Blackburn made the comments Friday evening live on ABC News, where she was being interviewed by Juju Chang.
The remark placed her among just a handful of Republican senators signaling acknowledgment of Biden's projected victory.
Chang asked Blackburn whether she had been in contact with Biden to congratulate him, as president-elect, on his victory.
"I have not spoken with the president-elect," Blackburn said. "We did have the vice president come to the floor, the vice president-elect come to the floor this week to cast a vote. I was presiding at the time. Didn't get to speak with her."
U.S. Sen. Kamala Harris, D-Calif., is projected to become the nation's first female vice president.
Later Friday night, a spokesperson for Blackburn said the comment was a mistake and that Blackburn had "been very clear" on her position about the election outcome.
"She simply misspoke — it's nothing more," said Abigail Sigler, a campaign spokesperson for Blackburn. Blackburn's Senate staff did not immediately respond to a request for comment. Sigler emailed to clarify after this story published.

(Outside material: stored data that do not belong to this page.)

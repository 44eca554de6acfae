//! Notification record and its structured context

use chrono::{DateTime, Utc};
use serde::{Deserialize, Serialize};
use std::sync::atomic::{AtomicU64, Ordering};

use super::channel::ChannelKind;
use super::priority::Priority;

/// Opaque key/value payload attached to a notification.
///
/// `event_kind` is an open string space: detectors introduce new kinds
/// without any change here. The engine uses the context only for dedup
/// keying and digest grouping, never for business meaning.
#[derive(Debug, Clone, Serialize, Deserialize)]
pub struct EventContext {
    /// Event kind, e.g. "blocker_resolved", "wip_warning"
    pub event_kind: String,
    /// Related entity id (task, blocker, ...); None = type-wide event
    #[serde(default, skip_serializing_if = "Option::is_none")]
    pub source_entity_id: Option<String>,
    /// Free-form detector metadata
    #[serde(default, skip_serializing_if = "Option::is_none")]
    pub extra: Option<serde_json::Value>,
}

impl EventContext {
    pub fn new(event_kind: impl Into<String>) -> Self {
        Self {
            event_kind: event_kind.into(),
            source_entity_id: None,
            extra: None,
        }
    }

    pub fn with_source(mut self, source_entity_id: impl Into<String>) -> Self {
        self.source_entity_id = Some(source_entity_id.into());
        self
    }

    pub fn with_extra(mut self, extra: serde_json::Value) -> Self {
        self.extra = Some(extra);
        self
    }
}

/// One notification, as persisted (JSONL)
#[derive(Debug, Clone, Serialize, Deserialize)]
pub struct NotificationRecord {
    pub id: String,
    pub created_at: DateTime<Utc>,
    pub priority: Priority,
    /// Primary channel for this tier at creation time
    pub channel: ChannelKind,
    /// Rendered text, immutable once created
    pub message: String,
    pub context: EventContext,
    /// None for immediate-tier items; batch/weekly slot otherwise
    #[serde(default, skip_serializing_if = "Option::is_none")]
    pub scheduled_for: Option<DateTime<Utc>>,
    /// None = pending. Once set, never cleared.
    #[serde(default, skip_serializing_if = "Option::is_none")]
    pub sent_at: Option<DateTime<Utc>>,
}

impl NotificationRecord {
    pub fn new(
        priority: Priority,
        channel: ChannelKind,
        message: impl Into<String>,
        context: EventContext,
        created_at: DateTime<Utc>,
    ) -> Self {
        Self {
            id: next_id(created_at),
            created_at,
            priority,
            channel,
            message: message.into(),
            context,
            scheduled_for: None,
            sent_at: None,
        }
    }

    pub fn with_schedule(mut self, at: DateTime<Utc>) -> Self {
        self.scheduled_for = Some(at);
        self
    }

    pub fn is_pending(&self) -> bool {
        self.sent_at.is_none()
    }

    /// Due for delivery at `now`. A missing schedule counts as due so a
    /// timing defect can only deliver early, never lose the item.
    pub fn is_due(&self, now: DateTime<Utc>) -> bool {
        self.is_pending() && self.scheduled_for.map_or(true, |at| at <= now)
    }
}

static ID_SEQ: AtomicU64 = AtomicU64::new(0);

/// Timestamp + process-local sequence. Unique enough for an append-mostly
/// single-owner store; collision would need two processes in the same
/// millisecond with the same counter value.
fn next_id(at: DateTime<Utc>) -> String {
    let seq = ID_SEQ.fetch_add(1, Ordering::Relaxed);
    format!("ntf-{}-{}", at.timestamp_millis(), seq)
}
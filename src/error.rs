//! Error types for configuration, scraping, and export.
//!
//! Per-article failures never surface through these types at the run level:
//! the orchestrator logs and skips them. Everything that does reach `main`
//! aborts the run.

use std::path::PathBuf;
use thiserror::Error;

/// Problems with the sites configuration file.
#[derive(Error, Debug)]
pub enum ConfigError {
    #[error("failed to read config file {path}: {source}")]
    Read {
        path: PathBuf,
        #[source]
        source: std::io::Error,
    },

    #[error("failed to parse config file: {0}")]
    Parse(#[from] serde_yaml::Error),

    #[error("site '{site}' has an invalid url '{url}': expected an absolute http(s) URL")]
    InvalidUrl { site: String, url: String },

    #[error("site '{site}' has an invalid selector for '{query}': {reason}")]
    InvalidSelector {
        site: String,
        query: &'static str,
        reason: String,
    },
}

/// Fatal problems while writing the CSV output.
#[derive(Error, Debug)]
pub enum ExportError {
    #[error("no valid articles collected for site '{site}'; refusing to write an empty export")]
    NoArticles { site: String },

    #[error("failed to create output directory {path}: {source}")]
    CreateDir {
        path: PathBuf,
        #[source]
        source: std::io::Error,
    },

    #[error("CSV serialization error: {0}")]
    Csv(#[from] csv::Error),

    #[error("failed to write {path}: {source}")]
    Write {
        path: PathBuf,
        #[source]
        source: std::io::Error,
    },
}

/// Errors raised by the scraping pipeline.
#[derive(Error, Debug)]
pub enum ScrapeError {
    #[error("HTTP error: {0}")]
    Http(#[from] reqwest::Error),

    #[error(transparent)]
    Config(#[from] ConfigError),

    #[error(transparent)]
    Export(#[from] ExportError),
}

pub type Result<T> = std::result::Result<T, ScrapeError>;
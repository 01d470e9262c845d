//! # News CSV Scraper
//!
//! Scrapes the articles linked from a configured news site's homepage and
//! saves them as a dated CSV file.
//!
//! ## Usage
//!
//! ```sh
//! news_csv_scraper eluniversal --config config.yaml --output-dir ./news
//! ```
//!
//! ## Pipeline
//!
//! 1. **Configuration**: load the sites file and check the requested site
//! 2. **Listing**: collect article links from the site's homepage
//! 3. **Fetching**: download and parse each article in turn, skipping
//!    failures and articles without a body
//! 4. **Output**: write `<site>_<YYYY_MM_DD>_articles.csv`

use clap::Parser;
use std::error::Error;
use tracing::{debug, error, info};
use tracing_subscriber::{EnvFilter, fmt as tfmt};

mod cli;
mod config;
mod error;
mod models;
mod outputs;
mod runner;
mod scrapers;
#[cfg(test)]
mod test_helpers;
mod utils;

use cli::Cli;

#[tokio::main(flavor = "current_thread")]
async fn main() -> Result<(), Box<dyn Error>> {
    // --- Tracing init ---
    let filter = EnvFilter::try_from_default_env().unwrap_or_else(|_| EnvFilter::new("info"));
    tfmt()
        .with_env_filter(filter)
        .with_target(true)
        .with_file(false)
        .with_line_number(false)
        .with_timer(tracing_subscriber::fmt::time::UtcTime::rfc_3339())
        .init();

    let start_time = std::time::Instant::now();

    let args = Cli::parse();
    debug!(?args, "Parsed CLI arguments");

    let config = match config::load_config(&args.config) {
        Ok(config) => config,
        Err(e) => {
            error!(path = %args.config.display(), error = %e, "Failed to load configuration");
            return Err(e.into());
        }
    };
    let site = args.validate_site(&config).unwrap_or_else(|e| e.exit());

    let path = match runner::run(&args.news_site, site, &args.output_dir).await {
        Ok(path) => path,
        Err(e) => {
            error!(site = %args.news_site, error = %e, "Scraper run failed");
            return Err(e.into());
        }
    };

    let elapsed = start_time.elapsed();
    info!(
        path = %path.display(),
        ?elapsed,
        secs = elapsed.as_secs(),
        millis = elapsed.subsec_millis(),
        "Execution complete"
    );

    Ok(())
}
//! CSV export of a run's articles.
//!
//! One file per site and calendar day:
//! ```text
//! output_dir/
//! └── eluniversal_2025_05_06_articles.csv
//! ```
//!
//! Running again on the same day replaces the file.

use crate::error::ExportError;
use crate::models::Article;
use crate::utils::ensure_output_dir;
use chrono::{Local, NaiveDate};
use std::path::{Path, PathBuf};
use tokio::fs;
use tracing::{info, instrument};

/// File name for a site's export on `date`: `<site>_<YYYY_MM_DD>_articles.csv`.
pub fn output_file_name(site_id: &str, date: NaiveDate) -> String {
    format!("{}_{}_articles.csv", site_id, date.format("%Y_%m_%d"))
}

/// Write `articles` to the site's CSV file for today's local date.
pub async fn write_articles_today(
    site_id: &str,
    articles: &[Article],
    output_dir: &Path,
) -> Result<PathBuf, ExportError> {
    write_articles(site_id, articles, output_dir, Local::now().date_naive()).await
}

/// Write `articles` to `<output_dir>/<site>_<date>_articles.csv`.
///
/// The header row comes from [`Article`]'s declared columns, followed by one
/// row per article in the order given.
///
/// # Arguments
///
/// * `site_id` - The site identifier, used as the file name prefix
/// * `articles` - The valid articles collected during the run
/// * `output_dir` - Directory to write into; created if missing
/// * `date` - Calendar date used in the file name
///
/// # Returns
///
/// The path of the written file. Records end with `\r\n`.
///
/// # Errors
///
/// - [`ExportError::NoArticles`] if `articles` is empty; nothing is written.
/// - [`ExportError::CreateDir`] if the output directory cannot be created.
/// - [`ExportError::Csv`] / [`ExportError::Write`] on serialization or I/O failure.
#[instrument(
    level = "info",
    skip(articles, output_dir),
    fields(count = articles.len(), output_dir = %output_dir.display())
)]
pub async fn write_articles(
    site_id: &str,
    articles: &[Article],
    output_dir: &Path,
    date: NaiveDate,
) -> Result<PathBuf, ExportError> {
    if articles.is_empty() {
        return Err(ExportError::NoArticles {
            site: site_id.to_string(),
        });
    }

    ensure_output_dir(output_dir).await?;

    let mut writer = csv::WriterBuilder::new()
        .terminator(csv::Terminator::CRLF)
        .from_writer(Vec::new());
    for article in articles {
        writer.serialize(article)?;
    }
    let bytes = writer
        .into_inner()
        .map_err(|e| csv::Error::from(e.into_error()))?;

    let path = output_dir.join(output_file_name(site_id, date));
    info!(path = %path.display(), columns = ?Article::COLUMNS, "Writing CSV");
    fs::write(&path, bytes)
        .await
        .map_err(|source| ExportError::Write {
            path: path.clone(),
            source,
        })?;
    info!(path = %path.display(), rows = articles.len(), "Wrote articles CSV");

    Ok(path)
}
//! Command-line interface definitions.
//!
//! The only positional argument is the site identifier. Valid identifiers
//! come from the sites configuration file, so they are checked after the
//! file is loaded rather than by clap's own value parser.

use crate::config::{NewsConfig, SiteConfig};
use clap::error::ErrorKind;
use clap::{CommandFactory, Parser};
use std::path::PathBuf;

/// Command-line arguments.
///
/// # Examples
///
/// ```sh
/// news_csv_scraper eluniversal
/// news_csv_scraper eluniversal --config sites.yaml --output-dir ./out
/// ```
#[derive(Parser, Debug)]
#[command(author, version, about)]
pub struct Cli {
    /// The news site that you want to scrape
    pub news_site: String,

    /// Path to the sites configuration file
    #[arg(short, long, env = "NEWS_SCRAPER_CONFIG", default_value = "config.yaml")]
    pub config: PathBuf,

    /// Directory the CSV file is written to
    #[arg(short, long, default_value = "news")]
    pub output_dir: PathBuf,
}

impl Cli {
    /// Look up the requested site, or build a usage error listing the
    /// configured choices.
    pub fn validate_site<'a>(
        &self,
        config: &'a NewsConfig,
    ) -> Result<&'a SiteConfig, clap::Error> {
        config.site(&self.news_site).ok_or_else(|| {
            Cli::command().error(
                ErrorKind::InvalidValue,
                format!(
                    "invalid value '{}' for '<NEWS_SITE>' [possible values: {}]",
                    self.news_site,
                    config.site_ids().join(", ")
                ),
            )
        })
    }
}
//! Stub HTTP server for exercising the network paths in tests.

use std::collections::HashMap;
use std::sync::{Arc, Mutex, mpsc};
use std::thread;
use std::time::Duration;

/// A `tiny_http` server answering configured routes on an ephemeral port.
///
/// Unknown paths get a 404. Every requested path is recorded in arrival
/// order. The server shuts down when dropped.
pub struct StubServer {
    pub base_url: String,
    routes: Arc<Mutex<HashMap<String, (u16, String)>>>,
    requests: Arc<Mutex<Vec<String>>>,
    shutdown_tx: mpsc::Sender<()>,
    handle: Option<thread::JoinHandle<()>>,
}

impl StubServer {
    pub fn spawn(routes: &[(&str, u16, &str)]) -> Self {
        let server = tiny_http::Server::http("127.0.0.1:0").expect("start tiny_http server");
        let base_url = format!("http://{}", server.server_addr());

        let routes: Arc<Mutex<HashMap<String, (u16, String)>>> = Arc::new(Mutex::new(
            routes
                .iter()
                .map(|(path, status, body)| (path.to_string(), (*status, body.to_string())))
                .collect(),
        ));
        let served = Arc::clone(&routes);
        let requests = Arc::new(Mutex::new(Vec::new()));
        let seen = Arc::clone(&requests);
        let (shutdown_tx, shutdown_rx) = mpsc::channel::<()>();

        let handle = thread::spawn(move || {
            loop {
                if shutdown_rx.try_recv().is_ok() {
                    break;
                }

                let request = match server.recv_timeout(Duration::from_millis(50)) {
                    Ok(Some(req)) => req,
                    Ok(None) => continue,
                    Err(_) => break,
                };

                let path = request.url().to_string();
                seen.lock().unwrap().push(path.clone());

                let (status, body) = served
                    .lock()
                    .unwrap()
                    .get(&path)
                    .cloned()
                    .unwrap_or((404, "not found".to_string()));
                let content_type = tiny_http::Header::from_bytes(
                    &b"Content-Type"[..],
                    &b"text/html; charset=utf-8"[..],
                )
                .unwrap();
                let _ = request.respond(
                    tiny_http::Response::from_string(body)
                        .with_status_code(status)
                        .with_header(content_type),
                );
            }
        });

        Self {
            base_url,
            routes,
            requests,
            shutdown_tx,
            handle: Some(handle),
        }
    }

    /// Add or replace a route after the server has started.
    pub fn route(&self, path: &str, status: u16, body: &str) {
        self.routes
            .lock()
            .unwrap()
            .insert(path.to_string(), (status, body.to_string()));
    }

    /// Paths requested so far, in order.
    pub fn requests(&self) -> Vec<String> {
        self.requests.lock().unwrap().clone()
    }
}

impl Drop for StubServer {
    fn drop(&mut self) {
        let _ = self.shutdown_tx.send(());
        if let Some(handle) = self.handle.take() {
            let _ = handle.join();
        }
    }
}

/// Compiled rules matching the HTML produced by [`homepage`] and [`article_page`].
pub fn sample_rules() -> crate::config::SiteRules {
    sample_site("http://unused").validate("example").unwrap()
}

/// A site definition pointing at `url` with selectors for the sample pages.
pub fn sample_site(url: &str) -> crate::config::SiteConfig {
    crate::config::SiteConfig {
        url: url.to_string(),
        queries: crate::config::SiteQueries {
            homepage_article_links: ".headline a".to_string(),
            article_body: ".story-body".to_string(),
            article_title: "h1.title".to_string(),
            article_date: Some("time.published".to_string()),
        },
    }
}

/// A homepage listing `hrefs` as headline links.
pub fn homepage(hrefs: &[&str]) -> String {
    let items: String = hrefs
        .iter()
        .map(|href| format!(r#"<li class="headline"><a href="{href}">Story</a></li>"#))
        .collect();
    format!("<!doctype html><html><body><ul>{items}</ul></body></html>")
}

/// An article page with the given title, date, and body text.
pub fn article_page(title: &str, date: &str, body: &str) -> String {
    format!(
        r#"<!doctype html><html><body>
<h1 class="title">{title}</h1>
<time class="published">{date}</time>
<div class="story-body">{body}</div>
</body></html>"#
    )
}
//! Sites configuration loaded from YAML.
//!
//! Each configured site carries its base URL and the CSS selectors used to
//! pull article links off the homepage and fields out of each article page.
//!
//! ```yaml
//! news_sites:
//!   eluniversal:
//!     url: https://www.eluniversal.com.mx
//!     queries:
//!       homepage_article_links: ".field-content a"
//!       article_body: ".field-name-body"
//!       article_title: ".pane-content h1"
//!       article_date: ".fecha"
//! ```

use crate::error::ConfigError;
use scraper::Selector;
use serde::Deserialize;
use std::collections::BTreeMap;
use std::path::Path;
use tracing::{debug, info, instrument};
use url::Url;

/// Top-level configuration: site identifier -> site definition.
#[derive(Debug, Deserialize)]
pub struct NewsConfig {
    pub news_sites: BTreeMap<String, SiteConfig>,
}

/// A single configured news site.
#[derive(Debug, Clone, Deserialize)]
pub struct SiteConfig {
    /// Base URL of the site. Used verbatim as the host for link resolution.
    pub url: String,
    pub queries: SiteQueries,
}

/// Raw CSS selector strings for a site.
#[derive(Debug, Clone, Deserialize)]
pub struct SiteQueries {
    pub homepage_article_links: String,
    pub article_body: String,
    pub article_title: String,
    #[serde(default)]
    pub article_date: Option<String>,
}

/// Compiled selectors for a site, ready to run against parsed documents.
#[derive(Debug)]
pub struct SiteRules {
    pub homepage_article_links: Selector,
    pub article_body: Selector,
    pub article_title: Selector,
    pub article_date: Option<Selector>,
}

impl NewsConfig {
    /// Parse a configuration from YAML text.
    ///
    /// Sites are not checked here; see [`SiteConfig::validate`].
    pub fn from_yaml(text: &str) -> Result<Self, ConfigError> {
        Ok(serde_yaml::from_str(text)?)
    }

    /// Configured site identifiers, sorted.
    pub fn site_ids(&self) -> Vec<&str> {
        self.news_sites.keys().map(String::as_str).collect()
    }

    pub fn site(&self, site_id: &str) -> Option<&SiteConfig> {
        self.news_sites.get(site_id)
    }
}

impl SiteConfig {
    /// Check the site's URL and compile its selectors.
    ///
    /// Only the site being scraped is validated, so a broken entry for some
    /// other site does not stop this one from running.
    ///
    /// # Arguments
    ///
    /// * `site_id` - The identifier this site is configured under, used in errors
    ///
    /// # Returns
    ///
    /// The compiled [`SiteRules`], or [`ConfigError::InvalidUrl`] /
    /// [`ConfigError::InvalidSelector`].
    pub fn validate(&self, site_id: &str) -> Result<SiteRules, ConfigError> {
        self.validate_url(site_id)?;
        self.rules(site_id)
    }

    fn validate_url(&self, site_id: &str) -> Result<(), ConfigError> {
        let invalid = || ConfigError::InvalidUrl {
            site: site_id.to_string(),
            url: self.url.clone(),
        };
        let parsed = Url::parse(&self.url).map_err(|_| invalid())?;
        match parsed.scheme() {
            "http" | "https" if parsed.has_host() => Ok(()),
            _ => Err(invalid()),
        }
    }

    fn rules(&self, site_id: &str) -> Result<SiteRules, ConfigError> {
        let compile = |query: &'static str, css: &str| {
            Selector::parse(css).map_err(|e| ConfigError::InvalidSelector {
                site: site_id.to_string(),
                query,
                reason: e.to_string(),
            })
        };

        let q = &self.queries;
        Ok(SiteRules {
            homepage_article_links: compile(
                "homepage_article_links",
                &q.homepage_article_links,
            )?,
            article_body: compile("article_body", &q.article_body)?,
            article_title: compile("article_title", &q.article_title)?,
            article_date: q
                .article_date
                .as_deref()
                .map(|css| compile("article_date", css))
                .transpose()?,
        })
    }
}

/// Read and parse the sites configuration file.
#[instrument(level = "info", skip_all, fields(path = %path.display()))]
pub fn load_config(path: &Path) -> Result<NewsConfig, ConfigError> {
    let text = std::fs::read_to_string(path).map_err(|source| ConfigError::Read {
        path: path.to_path_buf(),
        source,
    })?;
    let config = NewsConfig::from_yaml(&text)?;
    info!(sites = config.news_sites.len(), "Loaded configuration");
    debug!(site_ids = ?config.site_ids(), "Configured sites");
    Ok(config)
}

The Tennessee senator's comments Friday stand in stark contrast to remarks she has made the past two weeks, suggesting that Trump was still likely to be reelected president despite Biden leading both the popular vote and in the Electoral College, based on results that have not yet been certified in every state.
Blackburn has helped raise funds for the Trump campaign's court challenges. Despite launching more than a couple dozen legal challenges to election outcomes in multiple states, Republicans have failed to gain traction in court to prove massive voter fraud or other irregularities that would change the outcome of the election.
"I will say now is the time for the Trump campaign, if they have their information that they need to present in court, now is the time that they need to be taking that evidence to court," Blackburn said in the interview.
When Chang pressed Blackburn on whether she believes it's time for Republicans to accept the outcome of the election and move forward with Biden as the presumptive winner, the senator appeared to attempt to walk back her earlier comments.
"There will be a time to do that," Blackburn said. "Right now it is important that we settle things. I think if every legal vote is counted, Donald Trump would get four more years."
Asked whether she agrees with her colleague, retiring U.S. Sen. Lamar Alexander, that the federal government should provide the Biden team with transition resources, Blackburn deflected.
Alexander, the Republican senior senator from Tennessee who did not seek reelection, made the comments on Thursday to USA TODAY Network - Tennessee. He said that while it appeared Biden would likely be the next president and should be given access presidential transition resources, he was not yet prepared to refer to Biden as president-elect.
"There is going to be the opportunity for them as they begin to think toward if they're declared the winner, which of course right now it looks as if they're leading in these Electoral College votes, and from what I'm hearing they are moving forward," Blackburn said of Biden's team.
Only a few other senators from the majority party, including Sens. Marco Rubio of Florida, Mitt Romney of Utah, Lisa Murkowski of Alaska, Ben Sasse of Nebraska and Susan Collins of Maine, have so far referred to Biden as president-elect.
Former Tennessee senators, though, have also done so. Republicans Bob Corker and Bill Frist each previously congratulated Biden on his projected victory.